ALB 502 Bad Gateway: Why Healthy Targets Still Fail and How to Fix It
An ALB returning 502 errors while the target group dashboard shows all instances as Healthy is one of the most disorienting mismatches in AWS networking — the health check passes, but real traffic fails. This post dissects every verified root cause at the application and protocol layer, with CLI-first diagnostics.
TL;DR — Root Causes & Fixes
| Root Cause | Signal | Fix |
|---|---|---|
| App crashes on real request (not health check path) | 502 only on specific routes | Fix application error on that endpoint |
| Invalid HTTP response (missing status line / malformed headers) | 502 immediately, all routes | Ensure app returns valid HTTP/1.1 response |
| Keep-alive mismatch / connection reset by target | Intermittent 502 under load | Set keep-alive timeout on app > ALB idle timeout |
| Response header too large (>16 KB) | 502 on responses with large cookies/JWTs | Reduce header size; strip unnecessary cookies |
| Target closes connection before sending full response | 502 with partial body | Increase app write timeout; check OOM kills |
| HTTP/2 protocol error from backend | 502 when target group protocol is HTTP/2 | Verify backend supports HTTP/2 or switch to HTTP/1.1 |
| gRPC trailer missing | 502 on gRPC target groups | Ensure gRPC server sends trailing metadata |
Why the Health Check Lies to You
The ALB health check is a synthetic probe — it hits a single, lightweight path (e.g., /health) on a fixed interval. It only validates TCP connectivity and an HTTP status code from that one endpoint. It tells you nothing about:
- Whether the application handles other routes correctly.
- Whether the HTTP response format is valid for real payloads.
- Whether the connection lifecycle (keep-alive, timeouts) is correct under concurrent load.
Analogy: Think of the health check like a fire alarm test — pressing the test button confirms the alarm circuit works, but it doesn't tell you whether the sprinkler pipes are blocked. The ALB health check confirms the app can answer a knock on the door; it doesn't verify the app can hold a full conversation.
The ALB Request Lifecycle: Where 502 Is Generated
A 502 is generated by the ALB itself when it receives an invalid or no response from the target. Understanding the exact phase where the failure occurs is the key to diagnosis.
Deep-Dive: Every Verified Root Cause
Phase 1 — Connection Layer
1. Keep-Alive Timeout Race Condition (Most Common Intermittent 502)
The ALB reuses persistent TCP connections to targets for efficiency. If the target's keep-alive timeout is shorter than the ALB's idle timeout, the target closes the connection just as the ALB is reusing it — the ALB sends a request on a dead socket and gets a TCP RST back, producing a 502.

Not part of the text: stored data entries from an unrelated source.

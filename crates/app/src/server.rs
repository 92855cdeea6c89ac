//! Actix Web surface: session control, status, results and the MJPEG stream.
//!
//! Every route is reachable both at the root and under `/api`, and the
//! stream is also served at `/video_feed`, so older dashboards keep working.
//! All responses carry permissive CORS headers.

use std::sync::Arc;

use actix_web::{
    App, HttpRequest, HttpResponse, HttpServer,
    http::{Method, header},
    middleware::DefaultHeaders,
    web::{self, Bytes},
};
use anyhow::{Context, Result};
use futures_util::StreamExt;
use tracing::{error, info};
use vision::{
    ControlReply, FrameEncoder, MULTIPART_CONTENT_TYPE, PipelineContext, StreamOptions,
    encode_with_fallback, mjpeg_stream, telemetry,
};

pub const BANNER: &str = "PPE Detection API Server";

/// Shared state behind every handler.
pub struct AppState {
    pub pipeline: Arc<PipelineContext>,
    pub encoder: Arc<dyn FrameEncoder>,
    pub stream: StreamOptions,
}

/// Bind and serve until the server is told to stop (SIGINT or SIGTERM).
pub async fn serve(host: &str, port: u16, state: web::Data<AppState>) -> Result<()> {
    let server = HttpServer::new(move || {
        App::new()
            .app_data(state.clone())
            .wrap(cors_headers())
            .configure(configure)
    })
    .bind((host, port))
    .with_context(|| format!("failed to bind {host}:{port}"))?
    .run();

    info!(host, port, "PPE detection API listening");
    server.await.context("HTTP server error")
}

pub fn cors_headers() -> DefaultHeaders {
    DefaultHeaders::new()
        .add((header::ACCESS_CONTROL_ALLOW_ORIGIN, "*"))
        .add((header::ACCESS_CONTROL_EXPOSE_HEADERS, "Content-Type"))
}

/// Register all routes.
pub fn configure(cfg: &mut web::ServiceConfig) {
    cfg.service(web::resource("/").route(web::get().to(index)).route(preflight_route()));
    for prefix in ["", "/api"] {
        cfg.service(
            web::resource(format!("{prefix}/start"))
                .route(web::post().to(start))
                .route(preflight_route()),
        )
        .service(
            web::resource(format!("{prefix}/stop"))
                .route(web::post().to(stop))
                .route(preflight_route()),
        )
        .service(
            web::resource(format!("{prefix}/status"))
                .route(web::get().to(status))
                .route(preflight_route()),
        )
        .service(
            web::resource(format!("{prefix}/results"))
                .route(web::get().to(results))
                .route(preflight_route()),
        )
        .service(
            web::resource(format!("{prefix}/stream"))
                .route(web::get().to(stream))
                .route(preflight_route()),
        )
        .service(
            web::resource(format!("{prefix}/frame.jpg"))
                .route(web::get().to(frame))
                .route(preflight_route()),
        );
    }
    cfg.service(
        web::resource("/video_feed")
            .route(web::get().to(stream))
            .route(preflight_route()),
    )
    .service(
        web::resource("/metrics")
            .route(web::get().to(metrics))
            .route(preflight_route()),
    )
    .default_service(web::to(fallback));
}

fn preflight_route() -> actix_web::Route {
    web::method(Method::OPTIONS).to(preflight)
}

async fn preflight() -> HttpResponse {
    HttpResponse::NoContent()
        .insert_header((header::ACCESS_CONTROL_ALLOW_METHODS, "GET, POST, OPTIONS"))
        .insert_header((header::ACCESS_CONTROL_ALLOW_HEADERS, "Content-Type"))
        .insert_header((header::ACCESS_CONTROL_MAX_AGE, "86400"))
        .finish()
}

async fn fallback(req: HttpRequest) -> HttpResponse {
    if req.method() == Method::OPTIONS {
        preflight().await
    } else {
        HttpResponse::NotFound().finish()
    }
}

async fn index() -> HttpResponse {
    HttpResponse::Ok()
        .content_type("text/plain; charset=utf-8")
        .body(BANNER)
}

/// Start and stop block on camera and thread work, so they leave the
/// async workers.
async fn start(state: web::Data<AppState>) -> HttpResponse {
    let pipeline = state.pipeline.clone();
    control_response(web::block(move || pipeline.start()).await)
}

async fn stop(state: web::Data<AppState>) -> HttpResponse {
    let pipeline = state.pipeline.clone();
    control_response(web::block(move || pipeline.stop()).await)
}

fn control_response(outcome: Result<ControlReply, actix_web::error::BlockingError>) -> HttpResponse {
    match outcome {
        Ok(reply) => HttpResponse::Ok().json(reply),
        Err(err) => {
            error!("control request failed: {err}");
            HttpResponse::InternalServerError().json(serde_json::json!({
                "success": false,
                "message": format!("internal error: {err}"),
            }))
        }
    }
}

async fn status(state: web::Data<AppState>) -> HttpResponse {
    HttpResponse::Ok().json(state.pipeline.status())
}

async fn results(state: web::Data<AppState>) -> HttpResponse {
    HttpResponse::Ok().json(state.pipeline.results())
}

async fn stream(state: web::Data<AppState>) -> HttpResponse {
    let chunks = mjpeg_stream(
        state.pipeline.store(),
        state.encoder.clone(),
        state.stream.clone(),
    )
    .map(Ok::<Bytes, actix_web::Error>);

    HttpResponse::Ok()
        .insert_header((header::CACHE_CONTROL, "no-cache"))
        .insert_header((header::CONTENT_TYPE, MULTIPART_CONTENT_TYPE))
        .streaming(chunks)
}

async fn frame(state: web::Data<AppState>) -> HttpResponse {
    let store = state.pipeline.store();
    let encoder = state.encoder.clone();
    let encoded = web::block(move || {
        let latest = store.latest_frame();
        let placeholder = store.placeholder();
        encode_with_fallback(&latest, &placeholder, encoder.as_ref())
            .map(|(frame, body)| {
                (frame.frame_number, Arc::ptr_eq(&frame, &placeholder), body)
            })
    })
    .await;

    match encoded {
        Ok(Some((frame_number, is_placeholder, body))) => HttpResponse::Ok()
            .insert_header((header::CACHE_CONTROL, "no-cache"))
            .insert_header(("X-Frame-Number", frame_number.to_string()))
            .insert_header(("X-Placeholder", is_placeholder.to_string()))
            .content_type(state.encoder.content_type())
            .body(body),
        Ok(None) => HttpResponse::ServiceUnavailable().body("frame could not be encoded"),
        Err(err) => {
            error!("frame request failed: {err}");
            HttpResponse::InternalServerError().finish()
        }
    }
}

async fn metrics() -> HttpResponse {
    match telemetry::prometheus_handle() {
        Some(handle) => HttpResponse::Ok()
            .content_type("text/plain; version=0.0.4")
            .body(handle.render()),
        None => HttpResponse::ServiceUnavailable().body("metrics recorder not installed"),
    }
}

#[cfg(test)]
mod tests {
    use std::{
        pin::pin,
        sync::atomic::{AtomicUsize, Ordering},
        time::{Duration, Instant},
    };

    use actix_web::{body::MessageBody, http::StatusCode, test};
    use futures_util::future::poll_fn;
    use ml_core::FrameResult;
    use serde_json::Value;
    use vision::{
        AnnotatedFrame, Counters, EncodeError, JpegFrameEncoder, PipelineConfig,
        testing::{FailingModelLoader, ScriptedCamera, StaticModel, StaticModelLoader},
    };

    use super::*;

    fn state_with(
        camera: ScriptedCamera,
        loader: Arc<dyn ml_core::ModelLoader>,
    ) -> web::Data<AppState> {
        let config = PipelineConfig {
            camera_indices: vec![0],
            ..PipelineConfig::default()
        };
        let stream = config.stream.clone();
        web::Data::new(AppState {
            pipeline: Arc::new(PipelineContext::new(config, Arc::new(camera), loader)),
            encoder: Arc::new(JpegFrameEncoder::default()),
            stream,
        })
    }

    fn working_state() -> web::Data<AppState> {
        state_with(
            ScriptedCamera::new(160, 120),
            Arc::new(StaticModelLoader::new(StaticModel::ppe())),
        )
    }

    macro_rules! app {
        ($state:expr) => {
            test::init_service(
                App::new()
                    .app_data($state.clone())
                    .wrap(cors_headers())
                    .configure(configure),
            )
            .await
        };
    }

    macro_rules! post_json {
        ($app:expr, $path:expr) => {{
            let req = test::TestRequest::post().uri($path).to_request();
            let reply: Value = test::call_and_read_body_json(&$app, req).await;
            reply
        }};
    }

    #[actix_web::test]
    async fn index_returns_banner() {
        let app = app!(working_state());
        let req = test::TestRequest::get().uri("/").to_request();
        let body = test::call_and_read_body(&app, req).await;
        assert_eq!(body, Bytes::from_static(BANNER.as_bytes()));
    }

    #[actix_web::test]
    async fn idle_status_reports_zero_counts() {
        let app = app!(working_state());
        let req = test::TestRequest::get().uri("/api/status").to_request();
        let status: Value = test::call_and_read_body_json(&app, req).await;
        assert_eq!(status["active"], false);
        assert_eq!(status["violations"], 0);
        assert_eq!(status["helmets"], 0);
        assert_eq!(status["vests"], 0);
        assert_eq!(status["state"], "idle");
    }

    #[actix_web::test]
    async fn start_stop_lifecycle() {
        let state = working_state();
        let app = app!(state);

        let reply = post_json!(app, "/api/start");
        assert_eq!(reply["success"], true);
        assert_eq!(reply["message"], "Detection started");

        let reply = post_json!(app, "/start");
        assert_eq!(reply["success"], false);
        assert_eq!(reply["message"], "Detection already running");

        let deadline = Instant::now() + Duration::from_secs(5);
        while state.pipeline.status().frames == 0 {
            assert!(Instant::now() < deadline, "no frame published");
            actix_web::rt::time::sleep(Duration::from_millis(10)).await;
        }

        let req = test::TestRequest::get().uri("/results").to_request();
        let results: Value = test::call_and_read_body_json(&app, req).await;
        let first = &results["results"][0];
        assert_eq!(first["frame_number"], 1);
        assert_eq!(first["detections"][0]["label"], "Hardhat");

        let req = test::TestRequest::get().uri("/status").to_request();
        let status: Value = test::call_and_read_body_json(&app, req).await;
        assert_eq!(status["active"], true);
        assert!(status["helmets"].as_u64().unwrap() >= 1);

        let reply = post_json!(app, "/api/stop");
        assert_eq!(reply["success"], true);
        let reply = post_json!(app, "/stop");
        assert_eq!(reply["success"], false);
        assert_eq!(reply["message"], "Detection not running");
    }

    #[actix_web::test]
    async fn start_failures_are_reported_not_raised() {
        let app = app!(state_with(
            ScriptedCamera::unavailable(),
            Arc::new(StaticModelLoader::new(StaticModel::ppe())),
        ));
        let req = test::TestRequest::post().uri("/api/start").to_request();
        let resp = test::call_service(&app, req).await;
        assert_eq!(resp.status(), StatusCode::OK);
        let reply: Value = test::read_body_json(resp).await;
        assert_eq!(reply["success"], false);

        let app = app!(state_with(ScriptedCamera::new(64, 48), Arc::new(FailingModelLoader)));
        let reply = post_json!(app, "/api/start");
        assert_eq!(reply["success"], false);
        assert!(
            reply["message"]
                .as_str()
                .unwrap()
                .starts_with("Failed to load detection model")
        );
    }

    #[actix_web::test]
    async fn cors_headers_and_preflight() {
        let app = app!(working_state());
        let req = test::TestRequest::get().uri("/status").to_request();
        let resp = test::call_service(&app, req).await;
        assert_eq!(
            resp.headers().get(header::ACCESS_CONTROL_ALLOW_ORIGIN).unwrap(),
            "*"
        );

        for path in ["/api/start", "/anything"] {
            let req = test::TestRequest::default()
                .method(Method::OPTIONS)
                .uri(path)
                .to_request();
            let resp = test::call_service(&app, req).await;
            assert_eq!(resp.status(), StatusCode::NO_CONTENT);
            assert_eq!(
                resp.headers().get(header::ACCESS_CONTROL_ALLOW_METHODS).unwrap(),
                "GET, POST, OPTIONS"
            );
        }
    }

    #[actix_web::test]
    async fn frame_endpoint_serves_placeholder_jpeg() {
        let app = app!(working_state());
        let req = test::TestRequest::get().uri("/frame.jpg").to_request();
        let resp = test::call_service(&app, req).await;
        assert_eq!(resp.status(), StatusCode::OK);
        assert_eq!(resp.headers().get(header::CONTENT_TYPE).unwrap(), "image/jpeg");
        assert_eq!(resp.headers().get("X-Placeholder").unwrap(), "true");
        let body = test::read_body(resp).await;
        assert_eq!(&body[..2], &[0xFF_u8, 0xD8]);
    }

    /// Refuses the first frame it sees, then encodes as JPEG.
    struct FirstFrameFails {
        calls: AtomicUsize,
    }

    impl FrameEncoder for FirstFrameFails {
        fn encode(&self, image: &image::RgbImage) -> Result<Vec<u8>, EncodeError> {
            if self.calls.fetch_add(1, Ordering::SeqCst) == 0 {
                return Err(EncodeError("refused".into()));
            }
            JpegFrameEncoder::default().encode(image)
        }

        fn content_type(&self) -> &'static str {
            "image/jpeg"
        }
    }

    #[actix_web::test]
    async fn frame_endpoint_flags_encode_fallback_as_placeholder() {
        let state = working_state();
        let store = state.pipeline.store();
        let mut published: AnnotatedFrame = (*store.placeholder()).clone();
        published.frame_number = 7;
        store.publish(
            published,
            FrameResult::empty(7, chrono::Utc::now()),
            Counters::default(),
        );

        let state = web::Data::new(AppState {
            pipeline: state.pipeline.clone(),
            encoder: Arc::new(FirstFrameFails {
                calls: AtomicUsize::new(0),
            }),
            stream: state.stream.clone(),
        });
        let app = app!(state);
        let req = test::TestRequest::get().uri("/frame.jpg").to_request();
        let resp = test::call_service(&app, req).await;
        assert_eq!(resp.status(), StatusCode::OK);
        assert_eq!(resp.headers().get("X-Placeholder").unwrap(), "true");
        assert_eq!(resp.headers().get("X-Frame-Number").unwrap(), "0");
    }

    #[actix_web::test]
    async fn stream_emits_multipart_chunks() {
        let app = app!(working_state());
        for path in ["/stream", "/video_feed"] {
            let req = test::TestRequest::get().uri(path).to_request();
            let resp = test::call_service(&app, req).await;
            assert_eq!(resp.status(), StatusCode::OK);
            assert_eq!(
                resp.headers().get(header::CONTENT_TYPE).unwrap(),
                MULTIPART_CONTENT_TYPE
            );

            let mut body = pin!(resp.into_body());
            let chunk = poll_fn(|cx| body.as_mut().poll_next(cx))
                .await
                .unwrap()
                .unwrap();
            assert!(chunk.starts_with(b"--frame\r\nContent-Type: image/jpeg\r\n"));
        }
    }
}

- ALB default idle timeout: 60 seconds.
- Fix: Set your application's keep-alive timeout to at least 65 seconds (5s buffer above ALB idle timeout).
Nginx example:
# nginx.conf
keepalive_timeout 65s;
Node.js (http/https server) example:
const server = app.listen(3000);
server.keepAliveTimeout = 65000; // ms
server.headersTimeout = 66000; // must be > keepAliveTimeout
Check the current ALB idle timeout and modify it via CLI:
# Get current idle timeout
aws elbv2 describe-load-balancer-attributes \
--load-balancer-arn <ALB_ARN> \
--query 'Attributes[?Key==`idle_timeout.timeout_seconds`]'
# Set idle timeout to 60s (default)
aws elbv2 modify-load-balancer-attributes \
--load-balancer-arn <ALB_ARN> \
--attributes Key=idle_timeout.timeout_seconds,Value=60
2. Target Closes Connection Mid-Response
The application starts sending a response but closes the socket before the body is complete — caused by OOM kills, application panics, or write timeouts shorter than the response generation time.
- Check for OOM kills:
dmesg | grep -i 'killed process' - Check application logs for panics or unhandled exceptions during the request lifecycle.
Phase 2 — HTTP Protocol Layer
3. Malformed HTTP Response
The ALB strictly validates the HTTP response from the target. Any of the following will produce a 502:
- Missing or invalid HTTP status line (e.g., response starts with body bytes, not
HTTP/1.1 200 OK\r\n). - Headers not terminated with
\r\n\r\n. - Invalid
Content-Lengththat doesn't match actual body size. - Chunked encoding with a malformed chunk size.
4. Response Header Size Exceeds 16 KB
AWS ALB has a hard limit of 16 KB for response headers. Responses with large Set-Cookie headers, oversized JWTs in headers, or many custom headers will be rejected with a 502.
- Diagnose by capturing the raw response from the target directly (bypassing ALB):
curl -v http://<instance-private-ip>:<port>/<path> - Measure header size:
curl -sI http://<target> | wc -c
5. HTTP/2 Protocol Errors on Backend
If the target group protocol is set to HTTP/2, the backend must fully implement HTTP/2 including proper SETTINGS frames and GOAWAY handling. A backend that speaks HTTP/1.1 only will cause immediate 502s.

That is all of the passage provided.